What if The Beach Boys had released "Smile" in early 1967?

The Beach Boy’s album “Smile” has a legendary reputation for being the work of a genius that was destroyed by his own talent. http://pitchfork.com/reviews/albums/16000-the-smile-sessions/

The question is: critics seem to suggest that, if Brian Wilson could have finished Smile, The Beach Boys would have been able to keep up with The Beatles “Sgt. Pepper’s” album. What do you think? I’ve been watching this http://www.youtube.com/watch?v=8UbNwhm2EX8 and, while it is interesting and all, isn’t exactly something I can sing along with.

Hard to say. There’s the Brian Wilson version and the Beach Boys version and about 100 fanboy versions. It’s difficult to say what the album would actually have sounded like. None have impressed me but it’s nigh impossible to live up to the hype that was generated during the 25 or so years before anything was released. My impression is that Smile would not have been as great as Sgt Pepper but may have led to a really mind-blowing followup.

Good Vibrations is an excellent song but I thing the Beach Boys peaked around 1965. For the record, I don’t think the vaunted Pet Sounds album is as great as its reputation either. Four and a half stars, but not among the top twenty albums of the late Sixties. And I think that Abbey Road is better than Sgt. Pepper. For that matter, some days I think that Rubber Soul is better than Pepper. And yes, I heard them when they were new.

My guess is that it would have ended up an enduring classic along the lines of Forever Changes, Astral Weeks, and Odessey and Oracle: a critics’ favorite, reasonably popular but not HUGE with the public. Certainly not something that would eclipse Sgt Pepper.

The “success” of the Beach Boys relative to the Beatles was not about how good their albums were, it was about how coherent the band members were. Even if Wilson was able to get everything and everybody together for a monumental 1967 Smile, I doubt the enduring legacy would have been much different. Everybody knew Brian was a genius, but like so many geniuses, his was wrought with pain. The potential is better than any actual product.

It would have been their version of “Their Satanic Majesties Request”.

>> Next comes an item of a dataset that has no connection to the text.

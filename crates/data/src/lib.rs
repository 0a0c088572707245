//! Rules loading and validation.

pub mod load;

pub use load::*;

Its a tough sell. Both albums are full of old timey music and neither really rock. All the doo wop, a cupella and vocal theatrics were way out of style by the late 60s… but who knows , maybe that could of made it popular. The Beach boys went from the most clean cut pop to arty and oblique. Whether Smile was released or not, the BBs had the same issue… they weren’t dark enough. The bands that got big at the time were dark Stones, Doors, etc. Sure the radio was still playing innocent pop, but let’s face it, Smile isn’t a radio album. Only a couple of pop songs really.
Having said that, Smile is an amazing album and really should have came out. Surf’s Up(which was later released) is one of the best songs of the era.

I’d take Revolver, Abbey Road and probably The White Album over Sgt. Pepper…

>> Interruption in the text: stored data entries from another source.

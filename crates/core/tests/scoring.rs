mod common;

use common::{board_with, fill_col, fill_row, mark_capped, pos};
use quadseq_core::{
    available_scores, cap_score, check_for_new_scores, check_win_condition,
    check_win_condition_with, detect_scores, is_already_capped, record_capped,
    validate_capped_chips_in_score, validate_consecutive_line, Board, ChipColor, Direction,
    Position, Score,
};

use ChipColor::{Blue, Red};

fn row_cells(row: usize, cols: std::ops::RangeInclusive<usize>) -> Vec<Position> {
    cols.map(|col| pos(row, col)).collect()
}

fn col_cells(col: usize, rows: std::ops::RangeInclusive<usize>) -> Vec<Position> {
    rows.map(|row| pos(row, col)).collect()
}

fn cap(board: &mut Board, capped: &mut Vec<Score>, mut score: Score) {
    cap_score(board, &mut score);
    assert!(record_capped(capped, score));
}

fn ids(scores: &[Score]) -> Vec<&str> {
    scores.iter().map(|score| score.id.as_str()).collect()
}

#[test]
fn five_in_a_row_scores_in_each_direction() {
    common::init_logging();
    let cases = [
        (row_cells(1, 1..=5), Direction::Horizontal),
        (col_cells(6, 2..=6), Direction::Vertical),
        (
            vec![pos(2, 2), pos(3, 3), pos(4, 4), pos(5, 5), pos(6, 6)],
            Direction::Diagonal,
        ),
        (
            vec![pos(1, 8), pos(2, 7), pos(3, 6), pos(4, 5), pos(5, 4)],
            Direction::AntiDiagonal,
        ),
    ];
    for (cells, direction) in cases {
        let mut board = Board::standard();
        for at in &cells {
            board.place_chip(*at, Red);
        }
        let scores = detect_scores(&board, Red, &[]);
        assert_eq!(scores.len(), 1, "{direction}");
        assert_eq!(scores[0].direction, direction);
        assert!(scores[0].same_cells(&cells));
        assert!(detect_scores(&board, Blue, &[]).is_empty());
    }
}

#[test]
fn four_chips_and_a_corner_score() {
    let mut board = Board::standard();
    fill_row(&mut board, 0, 1..=4, Red);
    let scores = detect_scores(&board, Red, &[]);
    assert_eq!(ids(&scores), vec!["red-horizontal-0.0-0.1-0.2-0.3-0.4"]);
}

#[test]
fn four_chips_and_an_empty_cell_do_not_score() {
    let mut board = Board::standard();
    fill_row(&mut board, 2, 1..=4, Red);
    assert!(detect_scores(&board, Red, &[]).is_empty());

    board.place_chip(pos(2, 5), Blue);
    assert!(detect_scores(&board, Red, &[]).is_empty());
}

#[test]
fn six_in_a_row_gives_two_overlapping_scores() {
    let mut board = Board::standard();
    fill_row(&mut board, 1, 1..=6, Red);
    let scores = detect_scores(&board, Red, &[]);
    assert_eq!(
        ids(&scores),
        vec![
            "red-horizontal-1.1-1.2-1.3-1.4-1.5",
            "red-horizontal-1.2-1.3-1.4-1.5-1.6",
        ]
    );
}

#[test]
fn new_scores_only_through_the_placed_chip() {
    let mut board = Board::standard();
    fill_row(&mut board, 1, 1..=5, Red);
    board.place_chip(pos(5, 5), Red);

    assert_eq!(check_for_new_scores(&board, pos(1, 3), Red, &[]).len(), 1);
    assert_eq!(check_for_new_scores(&board, pos(1, 5), Red, &[]).len(), 1);
    assert!(check_for_new_scores(&board, pos(5, 5), Red, &[]).is_empty());
    assert!(check_for_new_scores(&board, pos(1, 3), Blue, &[]).is_empty());
}

#[test]
fn extending_a_capped_line_reuses_one_chip() {
    let mut board = Board::standard();
    let mut capped = Vec::new();
    fill_row(&mut board, 1, 0..=4, Red);
    cap(
        &mut board,
        &mut capped,
        Score::new(Red, Direction::Horizontal, row_cells(1, 0..=4)),
    );
    assert!(available_scores(&board, Red, &capped).is_empty());

    fill_row(&mut board, 1, 5..=8, Red);
    let available = available_scores(&board, Red, &capped);
    assert_eq!(ids(&available), vec!["red-horizontal-1.4-1.5-1.6-1.7-1.8"]);
}

#[test]
fn two_capped_chips_from_different_scores_are_allowed() {
    let mut board = Board::standard();
    let mut capped = Vec::new();
    for row in [2, 6] {
        fill_row(&mut board, row, 1..=5, Red);
        cap(
            &mut board,
            &mut capped,
            Score::new(Red, Direction::Horizontal, row_cells(row, 1..=5)),
        );
    }
    fill_col(&mut board, 3, 3..=5, Red);

    let crossing = Score::new(Red, Direction::Vertical, col_cells(3, 2..=6));
    assert!(validate_capped_chips_in_score(&crossing, &board, &capped));
    let available = available_scores(&board, Red, &capped);
    assert_eq!(ids(&available), vec![crossing.id.as_str()]);
}

#[test]
fn two_capped_chips_from_the_same_score_are_rejected() {
    let mut board = Board::standard();
    let mut capped = Vec::new();
    fill_row(&mut board, 1, 1..=5, Red);
    cap(
        &mut board,
        &mut capped,
        Score::new(Red, Direction::Horizontal, row_cells(1, 1..=5)),
    );
    fill_row(&mut board, 1, 6..=8, Red);

    let overlapping = Score::new(Red, Direction::Horizontal, row_cells(1, 4..=8));
    assert!(!validate_capped_chips_in_score(&overlapping, &board, &capped));
    let available = available_scores(&board, Red, &capped);
    assert!(available.iter().all(|score| score.id != overlapping.id));
}

#[test]
fn corner_line_reusing_one_capped_chip() {
    let mut board = Board::standard();
    let mut capped = Vec::new();
    fill_row(&mut board, 1, 0..=4, Red);
    cap(
        &mut board,
        &mut capped,
        Score::new(Red, Direction::Horizontal, row_cells(1, 0..=4)),
    );
    fill_col(&mut board, 0, 2..=4, Red);

    let column = Score::new(Red, Direction::Vertical, col_cells(0, 0..=4));
    assert!(validate_capped_chips_in_score(&column, &board, &capped));
    let available = available_scores(&board, Red, &capped);
    assert_eq!(ids(&available), vec!["red-vertical-0.0-1.0-2.0-3.0-4.0"]);
}

#[test]
fn corner_line_reusing_two_capped_chips() {
    let mut board = Board::standard();
    let mut capped = Vec::new();
    for row in [1, 2] {
        fill_row(&mut board, row, 0..=4, Red);
        cap(
            &mut board,
            &mut capped,
            Score::new(Red, Direction::Horizontal, row_cells(row, 0..=4)),
        );
    }
    fill_col(&mut board, 0, 3..=4, Red);

    let column = Score::new(Red, Direction::Vertical, col_cells(0, 0..=4));
    assert!(validate_capped_chips_in_score(&column, &board, &capped));
    assert_eq!(
        ids(&available_scores(&board, Red, &capped)),
        vec![column.id.as_str()]
    );

    fill_row(&mut board, 3, 1..=4, Red);
    cap(
        &mut board,
        &mut capped,
        Score::new(Red, Direction::Horizontal, row_cells(3, 0..=4)),
    );
    assert!(!validate_capped_chips_in_score(&column, &board, &capped));
    assert!(available_scores(&board, Red, &capped).is_empty());
}

#[test]
fn three_capped_chips_are_rejected() {
    let mut board = Board::standard();
    let mut capped = Vec::new();
    for row in [2, 4, 6] {
        fill_row(&mut board, row, 1..=5, Red);
        cap(
            &mut board,
            &mut capped,
            Score::new(Red, Direction::Horizontal, row_cells(row, 1..=5)),
        );
    }
    fill_col(&mut board, 3, 2..=6, Red);

    let crossing = Score::new(Red, Direction::Vertical, col_cells(3, 2..=6));
    assert!(!validate_capped_chips_in_score(&crossing, &board, &capped));
}

#[test]
fn capped_chip_without_a_capped_score_is_rejected() {
    let mut board = Board::standard();
    fill_row(&mut board, 1, 1..=5, Red);
    mark_capped(&mut board, pos(1, 3));
    let score = Score::new(Red, Direction::Horizontal, row_cells(1, 1..=5));
    assert!(!validate_capped_chips_in_score(&score, &board, &[]));
}

#[test]
fn capping_marks_chips_but_never_corners() {
    let mut board = Board::standard();
    fill_row(&mut board, 0, 1..=4, Red);
    fill_col(&mut board, 0, 1..=4, Red);
    let scores = detect_scores(&board, Red, &[]);
    assert_eq!(scores.len(), 2);

    let mut capped = Vec::new();
    for score in scores {
        cap(&mut board, &mut capped, score);
    }
    let corner = board.cell(pos(0, 0)).expect("corner");
    assert!(!corner.is_capped);
    assert_eq!(corner.score_ids.len(), 2);

    let chip = board.cell(pos(0, 2)).expect("cell");
    assert!(chip.is_capped);
    assert_eq!(chip.score_ids, vec![capped[0].id.clone()]);
    assert!(capped.iter().all(|score| score.is_capped));
}

#[test]
fn recording_the_same_score_twice_is_a_no_op() {
    let mut board = board_with(&[]);
    fill_row(&mut board, 3, 2..=6, Blue);
    let mut score = Score::new(Blue, Direction::Horizontal, row_cells(3, 2..=6));
    cap_score(&mut board, &mut score);
    cap_score(&mut board, &mut score);
    assert_eq!(
        board.cell(pos(3, 4)).expect("cell").score_ids,
        vec![score.id.clone()]
    );

    let mut capped = Vec::new();
    assert!(record_capped(&mut capped, score.clone()));
    let mut reversed = score.clone();
    reversed.cells.reverse();
    assert!(is_already_capped(&reversed, &capped));
    assert!(!record_capped(&mut capped, reversed));
    assert_eq!(capped.len(), 1);
}

#[test]
fn selection_order_does_not_matter() {
    let mut board = Board::standard();
    fill_row(&mut board, 1, 1..=5, Red);
    let clicked = [pos(1, 4), pos(1, 1), pos(1, 5), pos(1, 3), pos(1, 2)];
    let score = validate_consecutive_line(&clicked, &board, Red).expect("straight line");
    assert_eq!(score.direction, Direction::Horizontal);
    assert_eq!(score.cells, row_cells(1, 1..=5));
    assert!(validate_consecutive_line(&clicked, &board, Blue).is_none());
}

#[test]
fn selections_that_are_not_lines_are_rejected() {
    let mut board = Board::standard();
    fill_row(&mut board, 1, 1..=7, Red);
    board.place_chip(pos(2, 5), Red);

    let gap = [pos(1, 1), pos(1, 2), pos(1, 3), pos(1, 5), pos(1, 6)];
    assert!(validate_consecutive_line(&gap, &board, Red).is_none());

    let bent = [pos(1, 1), pos(1, 2), pos(1, 3), pos(1, 4), pos(2, 5)];
    assert!(validate_consecutive_line(&bent, &board, Red).is_none());

    assert!(validate_consecutive_line(&row_cells(1, 1..=4), &board, Red).is_none());
    assert!(validate_consecutive_line(&row_cells(1, 5..=9), &board, Red).is_none());
}

#[test]
fn corner_diagonal_selection_is_a_line() {
    let board = board_with(&[
        (1, 1, Red),
        (2, 2, Red),
        (3, 3, Red),
        (4, 4, Red),
    ]);
    let selected = [pos(4, 4), pos(0, 0), pos(2, 2), pos(1, 1), pos(3, 3)];
    let score = validate_consecutive_line(&selected, &board, Red).expect("corner line");
    assert_eq!(score.direction, Direction::Diagonal);
    assert_eq!(score.id, "red-diagonal-0.0-1.1-2.2-3.3-4.4");
}

fn capped_score(color: ChipColor, direction: Direction, cells: Vec<Position>) -> Score {
    let mut score = Score::new(color, direction, cells);
    score.is_capped = true;
    score
}

#[test]
fn four_distinct_scores_win() {
    let mut capped: Vec<Score> = (1..=3)
        .map(|row| capped_score(Red, Direction::Horizontal, row_cells(row, 1..=5)))
        .collect();
    capped.push(capped_score(Blue, Direction::Horizontal, row_cells(8, 1..=5)));
    assert_eq!(check_win_condition(&capped), None);

    capped.push(capped_score(Red, Direction::Horizontal, row_cells(1, 1..=5)));
    assert_eq!(check_win_condition(&capped), None);

    capped.push(capped_score(Red, Direction::Vertical, col_cells(7, 2..=6)));
    assert_eq!(check_win_condition(&capped), Some(Red));
}

#[test]
fn direction_is_part_of_score_identity() {
    let cells = row_cells(4, 2..=6);
    let capped = vec![
        capped_score(Blue, Direction::Horizontal, cells.clone()),
        capped_score(Blue, Direction::Diagonal, cells),
    ];
    assert_eq!(check_win_condition_with(&capped, 2), Some(Blue));
    assert_eq!(check_win_condition_with(&capped, 3), None);
}

#[test]
fn uncapped_entries_do_not_count_toward_a_win() {
    let mut scores: Vec<Score> = (1..=4)
        .map(|row| capped_score(Red, Direction::Horizontal, row_cells(row, 1..=5)))
        .collect();
    scores[3].is_capped = false;
    assert_eq!(check_win_condition(&scores), None);
}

I agree with Nunzio Tavulari

Keep in mind that Brian’s previous “masterpiece” Pet Sounds barely broke the top 10 album charts at the time, and failed (initially) to achieve Gold status. Smile might have been the same.

It had three masterful cornerstones: “Good Vibrations”, “Surf’s Up” and “Heroes and Villians” and the rest, to me, was mediocre and somewhat indulgent.